A framed, typed manuscript of a famous poem by the late Seamus Heaney hangs by the desk of Professor of Psychology Georgia Nigro in her Pettengill Hall office. At the bottom is a handwritten note: “To Georgia — hoping you approve of this order — how you heard it! S.”

In the early 1990s, Heaney, who was a friend of Nigro’s husband, Senior Lecturer in English Robert Farnsworth, gave a reading at Bates. The reading included one of his newer poems, “A Sofa in the Forties.”

Georgia Nigro holds a framed copy of Seamus Heaney’s poem “A Sofa in the Forties” that he inscribed for her.

The poem begins with children on a sofa pretending they’re riding a train, but the reader soon understands that “it is really about the trains taking Jews to concentration camps,” Nigro explains. That shift, “from playful to serious was so startling, but beautifully done.

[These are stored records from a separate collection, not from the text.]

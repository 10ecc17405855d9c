use crate::comm::{Communicator, SerialCommunicator};
use eyre::{ensure, eyre};
use nalgebra::{Point, SVector};
use std::collections::{BTreeMap, BTreeSet};
use std::sync::Arc;

pub mod procedural;

/// Attribute assigned to cells created without explicit attributes.
pub const DEFAULT_ATTRIBUTE: usize = 1;

/// Index-based conforming simplex mesh.
///
/// Each cell of a `D`-dimensional mesh is a simplex given by `D + 1` vertex indices, and
/// carries an integer attribute used to look up its material.
#[derive(Debug, Clone, PartialEq)]
pub struct Mesh<const D: usize> {
    vertices: Vec<Point<f64, D>>,
    cells: Vec<usize>,
    attributes: Vec<usize>,
}

/// Triangle mesh in two dimensions.
pub type Mesh2d = Mesh<2>;
/// Tetrahedral mesh in three dimensions.
pub type Mesh3d = Mesh<3>;

impl<const D: usize> Mesh<D> {
    /// Constructs a mesh from vertices and a flattened list of cells.
    ///
    /// Every chunk of `D + 1` indices in `cells` describes a cell. All cells receive
    /// [`DEFAULT_ATTRIBUTE`].
    pub fn from_vertices_and_cells(vertices: Vec<Point<f64, D>>, cells: Vec<usize>) -> eyre::Result<Self> {
        let vertices_per_cell = D + 1;
        ensure!(
            cells.len() % vertices_per_cell == 0,
            "Cell index list of length {} is not a multiple of {} vertices per cell",
            cells.len(),
            vertices_per_cell
        );
        if let Some(&idx) = cells.iter().find(|&&idx| idx >= vertices.len()) {
            return Err(eyre!(
                "Cell references vertex {} but mesh has only {} vertices",
                idx,
                vertices.len()
            ));
        }
        for (cell_idx, cell) in cells.chunks_exact(vertices_per_cell).enumerate() {
            let distinct: BTreeSet<_> = cell.iter().collect();
            ensure!(
                distinct.len() == vertices_per_cell,
                "Cell {} has repeated vertex indices {:?}",
                cell_idx,
                cell
            );
        }

        let num_cells = cells.len() / vertices_per_cell;
        Ok(Self {
            vertices,
            cells,
            attributes: vec![DEFAULT_ATTRIBUTE; num_cells],
        })
    }

    /// Replaces the attributes of all cells.
    pub fn with_attributes(mut self, attributes: Vec<usize>) -> eyre::Result<Self> {
        ensure!(
            attributes.len() == self.num_cells(),
            "Got {} attributes for a mesh with {} cells",
            attributes.len(),
            self.num_cells()
        );
        self.attributes = attributes;
        Ok(self)
    }

    /// Assigns every cell the attribute returned by `attribute_fn` at its centroid.
    pub fn set_attributes_by_centroid(&mut self, attribute_fn: impl Fn(&Point<f64, D>) -> usize) {
        let attributes: Vec<_> = (0..self.num_cells())
            .map(|cell| attribute_fn(&self.cell_centroid(cell)))
            .collect();
        self.attributes = attributes;
    }

    pub fn vertices(&self) -> &[Point<f64, D>] {
        &self.vertices
    }

    pub fn vertices_per_cell(&self) -> usize {
        D + 1
    }

    pub fn num_cells(&self) -> usize {
        self.attributes.len()
    }

    pub fn cell_vertices(&self, cell_index: usize) -> &[usize] {
        let n = self.vertices_per_cell();
        &self.cells[n * cell_index..n * (cell_index + 1)]
    }

    pub fn attribute(&self, cell_index: usize) -> usize {
        self.attributes[cell_index]
    }

    pub fn attributes(&self) -> &[usize] {
        &self.attributes
    }

    /// The set of distinct cell attributes, in ascending order.
    pub fn distinct_attributes(&self) -> BTreeSet<usize> {
        self.attributes.iter().copied().collect()
    }

    pub fn cell_centroid(&self, cell_index: usize) -> Point<f64, D> {
        let cell = self.cell_vertices(cell_index);
        let sum = cell
            .iter()
            .fold(SVector::<f64, D>::zeros(), |acc, &v| acc + self.vertices[v].coords);
        Point::from(sum / cell.len() as f64)
    }

    /// Unique edges of the mesh, each given by its vertex indices in ascending order.
    ///
    /// Edges are returned sorted lexicographically, so that the position of an edge in the
    /// returned list is a stable global edge index.
    pub fn edges(&self) -> Vec<[usize; 2]> {
        self.edge_index_map().into_keys().collect()
    }

    pub(crate) fn edge_index_map(&self) -> BTreeMap<[usize; 2], usize> {
        let mut edges = BTreeSet::new();
        for cell_index in 0..self.num_cells() {
            let cell = self.cell_vertices(cell_index);
            for (i, &a) in cell.iter().enumerate() {
                for &b in &cell[i + 1..] {
                    edges.insert([a.min(b), a.max(b)]);
                }
            }
        }
        edges
            .into_iter()
            .enumerate()
            .map(|(idx, edge)| (edge, idx))
            .collect()
    }
}

/// A mesh together with the subset of cells owned by the current rank.
///
/// The global mesh is shared between all ranks, while element-local work is restricted to
/// the local cells. Local element `e` corresponds to global cell
/// [`global_element_index(e)`](Self::global_element_index).
#[derive(Debug, Clone)]
pub struct ParMesh<const D: usize> {
    mesh: Arc<Mesh<D>>,
    local_cells: Vec<usize>,
    comm: Arc<dyn Communicator>,
}

impl<const D: usize> ParMesh<D> {
    /// A mesh owned entirely by a single rank.
    pub fn serial(mesh: Arc<Mesh<D>>) -> Self {
        let local_cells = (0..mesh.num_cells()).collect();
        Self {
            mesh,
            local_cells,
            comm: Arc::new(SerialCommunicator),
        }
    }

    /// Partitions the cells into contiguous, nearly equal-sized ranges, one per rank.
    pub fn partitioned(mesh: Arc<Mesh<D>>, comm: Arc<dyn Communicator>) -> Self {
        let range = contiguous_range(mesh.num_cells(), comm.rank(), comm.size());
        Self {
            mesh,
            local_cells: range.collect(),
            comm,
        }
    }

    /// Uses an explicitly given set of local cells.
    pub fn from_local_cells(
        mesh: Arc<Mesh<D>>,
        local_cells: Vec<usize>,
        comm: Arc<dyn Communicator>,
    ) -> eyre::Result<Self> {
        if let Some(&cell) = local_cells.iter().find(|&&cell| cell >= mesh.num_cells()) {
            return Err(eyre!(
                "Local cell {} is out of bounds for mesh with {} cells",
                cell,
                mesh.num_cells()
            ));
        }
        let distinct: BTreeSet<_> = local_cells.iter().collect();
        ensure!(distinct.len() == local_cells.len(), "Local cells must be unique");
        Ok(Self {
            mesh,
            local_cells,
            comm,
        })
    }

    pub fn global_mesh(&self) -> &Mesh<D> {
        &self.mesh
    }

    /// Number of local elements.
    pub fn num_elements(&self) -> usize {
        self.local_cells.len()
    }

    pub fn global_element_index(&self, element_index: usize) -> usize {
        self.local_cells[element_index]
    }

    pub fn local_cells(&self) -> &[usize] {
        &self.local_cells
    }

    pub fn element_vertices(&self, element_index: usize) -> &[usize] {
        self.mesh.cell_vertices(self.global_element_index(element_index))
    }

    pub fn element_attribute(&self, element_index: usize) -> usize {
        self.mesh.attribute(self.global_element_index(element_index))
    }

    pub fn comm(&self) -> &dyn Communicator {
        self.comm.as_ref()
    }

    pub fn shared_comm(&self) -> Arc<dyn Communicator> {
        Arc::clone(&self.comm)
    }

    pub(crate) fn shares_mesh_with(&self, other: &Self) -> bool {
        Arc::ptr_eq(&self.mesh, &other.mesh) && self.local_cells == other.local_cells
    }
}

fn contiguous_range(n: usize, rank: usize, size: usize) -> std::ops::Range<usize> {
    let base = n / size;
    let remainder = n % size;
    let begin = rank * base + rank.min(remainder);
    let len = base + usize::from(rank < remainder);
    begin..begin + len
}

I liked the way it grabbed me and sort of massaged my emotions from one place to another.”

After the reading, she made a point of telling Heaney how much she admired it. What Nigro didn’t know at the time, nor did anyone else in Schaeffer Theatre that night, was that during the reading — as he was at the lectern — Heaney swapped the order of the third and fourth stanzas, and that new arrangement was how the poem would later be published.

She learned about the switch when he mailed her the original typewritten poem, with hand-drawn edits — made right after the Bates reading, reflecting his new preference. And that’s how the poem appears in 1996’s The Spirit Level, published a year after Heaney won the Nobel Prize in Literature.

Nigro recalls the thrill of receiving the unexpected gift from a poet who is “the voice you want reading you bedtime stories when you’re an adult.”

She’s loved his work all these years, recalling his “stunning” reading of the poem “Digging” at Bates in 1986, when he received an honorary Doctor of Letters degree.

Nigro has always kept the framed poem — and a photo of the family dogs — near her. The placement is intentional, she says, because the poem is a treasure. “I like having his poem and a picture of my dogs to remind me that there’s more to life than the large screen in front of me.”